Which of the lines below mention the word "requirements"? Pull each one out.

Segment Open

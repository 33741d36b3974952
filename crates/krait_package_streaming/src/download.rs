//! Downloading of package archives with retry, streamed digesting and
//! cooperative cancellation.

use std::path::{Path, PathBuf};

use futures::StreamExt;
use krait_digest::{Digest, Md5, Sha256, Sha256Hash};
use krait_networking::{
    retry_policies::{RetryDecision, RetryPolicy},
    InterruptFlag,
};
use tokio::io::AsyncWriteExt;
use url::Url;

use crate::{ExtractError, ExtractResult};

/// The outcome of a successful download: the path of the downloaded archive
/// and the digests computed while streaming it.
#[derive(Debug)]
pub struct DownloadedArchive {
    /// Where the archive was written. The file lives inside the destination
    /// directory under its final name.
    pub path: PathBuf,

    /// The digests of the downloaded bytes.
    pub digests: ExtractResult,

    /// The number of bytes written.
    pub size: u64,
}

/// Downloads a package archive into `destination_dir/{file_name}`.
///
/// The body is streamed into a temporary sibling file which is atomically
/// renamed into place once the full body has been received; digests are
/// computed on the fly. When an expected SHA256 digest is provided a mismatch
/// fails the download, the partial artifact is removed, and no retry is
/// attempted. Transient network failures are retried per the given policy.
/// The interrupt flag is polled between chunks; on interruption the partial
/// file is removed and [`ExtractError::Cancelled`] is returned.
pub async fn download_package(
    client: &reqwest_middleware::ClientWithMiddleware,
    url: Url,
    destination_dir: &Path,
    file_name: &str,
    expected_sha256: Option<Sha256Hash>,
    retry_policy: &dyn RetryPolicy,
    interrupt: &InterruptFlag,
) -> Result<DownloadedArchive, ExtractError> {
    tokio::fs::create_dir_all(destination_dir)
        .await
        .map_err(ExtractError::CouldNotCreateDestination)?;

    let request_start = std::time::SystemTime::now();
    let mut retries = 0u32;
    loop {
        interrupt.checkpoint()?;
        match download_once(client, url.clone(), destination_dir, file_name, interrupt).await {
            Ok(archive) => {
                if let Some(expected) = expected_sha256 {
                    if archive.digests.sha256 != expected {
                        // Integrity failures are never retried; get rid of
                        // the artifact so nothing can pick it up later.
                        let _ = tokio::fs::remove_file(&archive.path).await;
                        return Err(ExtractError::Sha256Mismatch {
                            expected: format!("{expected:x}"),
                            actual: format!("{:x}", archive.digests.sha256),
                        });
                    }
                }
                return Ok(archive);
            }
            Err(err) if err_is_transient(&err) => {
                match retry_policy.should_retry(request_start, retries) {
                    RetryDecision::Retry { execute_after } => {
                        let mut wait = execute_after
                            .duration_since(std::time::SystemTime::now())
                            .unwrap_or_default();
                        // A server that sent Retry-After knows better than
                        // the local backoff curve.
                        if let ExtractError::HttpStatus {
                            retry_after: Some(retry_after),
                            ..
                        } = &err
                        {
                            wait = wait.max(*retry_after);
                        }
                        tracing::warn!(
                            "transient failure downloading {url}: {err}; retrying in {wait:?}"
                        );
                        retries += 1;
                        tokio::time::sleep(wait).await;
                    }
                    RetryDecision::DoNotRetry => {
                        tracing::warn!("giving up on {url} after {retries} retries");
                        return Err(ExtractError::RetryLimitReached(url));
                    }
                }
            }
            Err(err) => return Err(err),
        }
    }
}

fn err_is_transient(err: &ExtractError) -> bool {
    match err {
        ExtractError::HttpStatus { status, .. } => {
            status.is_server_error()
                || *status == reqwest::StatusCode::REQUEST_TIMEOUT
                || *status == reqwest::StatusCode::TOO_MANY_REQUESTS
        }
        // Connection level failures (resets, timeouts) carry no status.
        ExtractError::DownloadFailed(_, source) => {
            !source.is_builder() && !source.is_redirect()
        }
        _ => false,
    }
}

async fn download_once(
    client: &reqwest_middleware::ClientWithMiddleware,
    url: Url,
    destination_dir: &Path,
    file_name: &str,
    interrupt: &InterruptFlag,
) -> Result<DownloadedArchive, ExtractError> {
    let response = client
        .get(url.clone())
        .send()
        .await
        .map_err(|e| middleware_error(url.clone(), e))?;
    if !response.status().is_success() {
        let retry_after = response
            .headers()
            .get(reqwest::header::RETRY_AFTER)
            .and_then(|value| value.to_str().ok())
            .and_then(|value| value.parse::<u64>().ok())
            .map(std::time::Duration::from_secs);
        return Err(ExtractError::HttpStatus {
            url,
            status: response.status(),
            retry_after,
        });
    }

    // Stream the body into a temporary file next to the final location.
    let temp = tempfile::NamedTempFile::new_in(destination_dir)?;
    let (temp_file, temp_path) = temp.into_parts();
    let mut writer = tokio::fs::File::from_std(temp_file);

    let mut sha256 = Sha256::new();
    let mut md5 = Md5::new();
    let mut size = 0u64;

    let mut stream = response.bytes_stream().boxed();
    let result: Result<(), ExtractError> = loop {
        if let Err(interrupted) = interrupt.checkpoint() {
            break Err(interrupted.into());
        }
        match stream.next().await {
            None => break Ok(()),
            Some(Ok(chunk)) => {
                sha256.update(&chunk);
                md5.update(&chunk);
                size += chunk.len() as u64;
                if let Err(e) = writer.write_all(&chunk).await {
                    break Err(e.into());
                }
            }
            Some(Err(e)) => break Err(ExtractError::DownloadFailed(url.clone(), e)),
        }
    };

    match result {
        Ok(()) => {
            writer.flush().await?;
            drop(writer);
            let final_path = destination_dir.join(file_name);
            temp_path.persist(&final_path).map_err(|e| e.error)?;
            Ok(DownloadedArchive {
                path: final_path,
                digests: ExtractResult {
                    sha256: sha256.finalize(),
                    md5: md5.finalize(),
                },
                size,
            })
        }
        Err(err) => {
            // The temp file is unlinked when `temp_path` drops.
            drop(writer);
            drop(temp_path);
            Err(err)
        }
    }
}

fn middleware_error(url: Url, err: reqwest_middleware::Error) -> ExtractError {
    match err {
        reqwest_middleware::Error::Reqwest(e) => ExtractError::DownloadFailed(url, e),
        reqwest_middleware::Error::Middleware(e) => {
            ExtractError::IoError(std::io::Error::other(e))
        }
    }
}

#[cfg(test)]
mod test {
    use std::{future::IntoFuture, net::SocketAddr};

    use krait_networking::{retry_policies::default_retry_policy, InterruptFlag};
    use tower_http::services::ServeDir;

    use crate::test_utils::build_tar_bz2;

    use super::download_package;

    async fn serve(dir: &std::path::Path) -> url::Url {
        let service = axum::routing::get_service(ServeDir::new(dir));
        let app = axum::Router::new().fallback_service(service);
        let listener =
            tokio::net::TcpListener::bind(SocketAddr::from(([127, 0, 0, 1], 0)))
                .await
                .unwrap();
        let addr = listener.local_addr().unwrap();
        tokio::spawn(axum::serve(listener, app).into_future());
        url::Url::parse(&format!("http://127.0.0.1:{}/", addr.port())).unwrap()
    }

    #[tokio::test]
    async fn downloads_and_validates() {
        let server_dir = tempfile::tempdir().unwrap();
        let archive = build_tar_bz2(&[("info/index.json", b"{}")]);
        std::fs::write(server_dir.path().join("pkga-1.0-0.tar.bz2"), &archive).unwrap();
        let base = serve(server_dir.path()).await;

        let dest = tempfile::tempdir().unwrap();
        let client = krait_networking::default_client();
        let expected = krait_digest::compute_bytes_digest::<krait_digest::Sha256>(&archive);

        let downloaded = download_package(
            &client,
            base.join("pkga-1.0-0.tar.bz2").unwrap(),
            dest.path(),
            "pkga-1.0-0.tar.bz2",
            Some(expected),
            &default_retry_policy(),
            &InterruptFlag::new(),
        )
        .await
        .unwrap();

        assert_eq!(downloaded.size, archive.len() as u64);
        assert_eq!(std::fs::read(downloaded.path).unwrap(), archive);
    }

    #[tokio::test]
    async fn checksum_mismatch_removes_the_artifact() {
        let server_dir = tempfile::tempdir().unwrap();
        let archive = build_tar_bz2(&[("info/index.json", b"{}")]);
        std::fs::write(server_dir.path().join("pkga-1.0-0.tar.bz2"), &archive).unwrap();
        let base = serve(server_dir.path()).await;

        let dest = tempfile::tempdir().unwrap();
        let client = krait_networking::default_client();
        let wrong = krait_digest::compute_bytes_digest::<krait_digest::Sha256>(b"other");

        let result = download_package(
            &client,
            base.join("pkga-1.0-0.tar.bz2").unwrap(),
            dest.path(),
            "pkga-1.0-0.tar.bz2",
            Some(wrong),
            &default_retry_policy(),
            &InterruptFlag::new(),
        )
        .await;

        assert!(matches!(
            result,
            Err(crate::ExtractError::Sha256Mismatch { .. })
        ));
        assert!(!dest.path().join("pkga-1.0-0.tar.bz2").exists());
    }

    #[tokio::test]
    async fn interrupted_downloads_are_cancelled() {
        let server_dir = tempfile::tempdir().unwrap();
        std::fs::write(server_dir.path().join("pkga-1.0-0.tar.bz2"), b"data").unwrap();
        let base = serve(server_dir.path()).await;

        let dest = tempfile::tempdir().unwrap();
        let client = krait_networking::default_client();
        let interrupt = InterruptFlag::new();
        interrupt.interrupt();

        let result = download_package(
            &client,
            base.join("pkga-1.0-0.tar.bz2").unwrap(),
            dest.path(),
            "pkga-1.0-0.tar.bz2",
            None,
            &default_retry_policy(),
            &interrupt,
        )
        .await;

        assert!(matches!(result, Err(crate::ExtractError::Cancelled(_))));
        assert!(!dest.path().join("pkga-1.0-0.tar.bz2").exists());
    }
}
impl fmt::Display for DisplayUnsat<'_> {
    fn fmt(&self, f: &mut Formatter<'_>) -> fmt::Result {
        let graph = &self.graph.graph;
        let installable_nodes = &self.installable_set;
        let mut reported: HashSet<SolvableId> = HashSet::new();

        writeln!(f, "The following packages are incompatible")?;

        // Walk depth first, grouping the successors of each node by the
        // dependency (match spec) they satisfy. Groups whose candidates are
        // partly installable are listed before fully broken ones.
        let mut stack = graph
            .edges(self.graph.root_node)
            .filter(|e| e.weight().try_requires().is_some())
            .group_by(|e| e.weight().match_spec_id())
            .into_iter()
            .map(|(match_spec_id, group)| {
                let edges: Vec<_> = group.map(|e| e.id()).collect();
                (match_spec_id, edges)
            })
            .sorted_by_key(|(_match_spec_id, edges)| {
                edges
                    .iter()
                    .any(|&edge| installable_nodes.contains(&graph.edge_endpoints(edge).unwrap().1))
            })
            .map(|(match_spec_id, edges)| (DisplayOp::Requirement(match_spec_id, edges), 0))
            .collect::<Vec<_>>();

        while let Some((node, depth)) = stack.pop() {
            let indent = "   ".repeat(depth);
            let glyph = self.glyphs.tee;

            match node {
                DisplayOp::Requirement(match_spec_id, edges) => {
                    debug_assert!(!edges.is_empty());

                    let installable = edges.iter().any(|&e| {
                        let (_, target) = graph.edge_endpoints(e).unwrap();
                        installable_nodes.contains(&target)
                    });

                    let req = self.pool.resolve_match_spec(match_spec_id).to_string();
                    let target_nx = graph.edge_endpoints(edges[0]).unwrap().1;
                    let missing = edges.len() == 1
                        && matches!(graph[target_nx], ProblemNode::UnresolvedDependency(_));
                    if missing {
                        // No candidates at all for this requirement.
                        let line = if depth == 0 {
                            format!("{glyph} no candidates were found for {req}.")
                        } else {
                            format!("{glyph} {req}, for which no candidates were found.")
                        };
                        writeln!(f, "{indent}{}", self.paint(line, false))?;
                    } else if installable {
                        // A split: the dependency resolves to several
                        // candidate groups, at least one of which works.
                        let line = if depth == 0 {
                            format!("{glyph} {req} can be installed with any of the following options:")
                        } else {
                            format!("{glyph} {req}, which can be installed with any of the following options:")
                        };
                        writeln!(f, "{indent}{}", self.paint(line, true))?;

                        stack.extend(
                            edges
                                .iter()
                                .filter(|&&e| {
                                    installable_nodes
                                        .contains(&graph.edge_endpoints(e).unwrap().1)
                                })
                                .map(|&e| {
                                    (
                                        DisplayOp::Candidate(graph.edge_endpoints(e).unwrap().1),
                                        depth + 1,
                                    )
                                }),
                        );
                    } else {
                        let line = if depth == 0 {
                            format!("{glyph} {req} cannot be installed because there are no viable options:")
                        } else {
                            format!("{glyph} {req}, which cannot be installed because there are no viable options:")
                        };
                        writeln!(f, "{indent}{}", self.paint(line, false))?;

                        stack.extend(edges.iter().map(|&e| {
                            (
                                DisplayOp::Candidate(graph.edge_endpoints(e).unwrap().1),
                                depth + 1,
                            )
                        }));
                    }
                }
                DisplayOp::Candidate(candidate) => {
                    if let ProblemNode::Constraint(ms_id) = graph[candidate] {
                        let spec = self.pool.resolve_match_spec(ms_id).to_string();
                        let line = format!(
                            "{glyph} the constraint {spec} cannot be satisfied, as reported above."
                        );
                        writeln!(f, "{indent}{}", self.paint(line, false))?;
                        continue;
                    }

                    let solvable_id = graph[candidate].solvable_id();
                    if reported.contains(&solvable_id) {
                        continue;
                    }

                    let solvable = self.pool.resolve_solvable(solvable_id);
                    let name = solvable.record.package_record.name.as_normalized();
                    let version = if let Some(merged) = self.merged_candidates.get(&solvable_id)
                    {
                        reported.extend(merged.ids.iter().copied());
                        merged
                            .ids
                            .iter()
                            .map(|&id| {
                                self.pool
                                    .resolve_solvable(id)
                                    .record
                                    .package_record
                                    .version
                                    .to_string()
                            })
                            .join(" | ")
                    } else {
                        solvable.record.package_record.version.to_string()
                    };

                    let is_conflict_source = self
                        .graph
                        .conflicts
                        .iter()
                        .any(|&(a, b)| a == candidate || b == candidate);
                    let constraint_edges: Vec<_> = graph
                        .edges(candidate)
                        .filter(|e| matches!(e.weight(), ProblemEdge::Constrains(_)))
                        .collect();
                    let is_leaf = graph.edges(candidate).next().is_none();

                    if is_conflict_source {
                        let line = format!(
                            "{glyph} {name} {version}, which conflicts with the versions reported above."
                        );
                        writeln!(f, "{indent}{}", self.paint(line, false))?;
                    } else if is_leaf {
                        let line = format!("{glyph} {name} {version}");
                        writeln!(
                            f,
                            "{indent}{}",
                            self.paint(line, installable_nodes.contains(&candidate))
                        )?;
                    } else {
                        let line = format!("{glyph} {name} {version} would require");
                        writeln!(
                            f,
                            "{indent}{}",
                            self.paint(line, installable_nodes.contains(&candidate))
                        )?;

                        let requirements = graph
                            .edges(candidate)
                            .filter(|e| matches!(e.weight(), ProblemEdge::Requires(_)))
                            .group_by(|e| e.weight().match_spec_id())
                            .into_iter()
                            .map(|(match_spec_id, group)| {
                                let edges: Vec<_> = group.map(|e| e.id()).collect();
                                (match_spec_id, edges)
                            })
                            .sorted_by_key(|(_match_spec_id, edges)| {
                                edges.iter().any(|&edge| {
                                    installable_nodes
                                        .contains(&graph.edge_endpoints(edge).unwrap().1)
                                })
                            })
                            .map(|(match_spec_id, edges)| {
                                (DisplayOp::Requirement(match_spec_id, edges), depth + 1)
                            })
                            .collect::<Vec<_>>();
                        stack.extend(requirements);

                        // Violated constraints of this candidate are listed
                        // beneath it.
                        for edge in constraint_edges {
                            stack.push((DisplayOp::Candidate(edge.target()), depth + 1));
                        }
                    }
                }
            }
        }

        // Conflicts involving the root directly: locked or removed packages.
        for &(a, b) in &self.graph.conflicts {
            let other = if a == self.graph.root_node {
                Some(b)
            } else if b == self.graph.root_node {
                Some(a)
            } else {
                None
            };
            if let Some(locked_node) = other {
                if let ProblemNode::Package(locked_id) = graph[locked_node] {
                    let record = &self.pool.resolve_solvable(locked_id).record.package_record;
                    writeln!(
                        f,
                        "{} {} {} is excluded, but another version is required as reported above",
                        self.glyphs.elbow,
                        record.name.as_normalized(),
                        record.version
                    )?;
                }
            }
        }

        Ok(())
    }
}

Segment Closed

Answer for this exercise |
                        let requirements = graph
                        stack.extend(requirements);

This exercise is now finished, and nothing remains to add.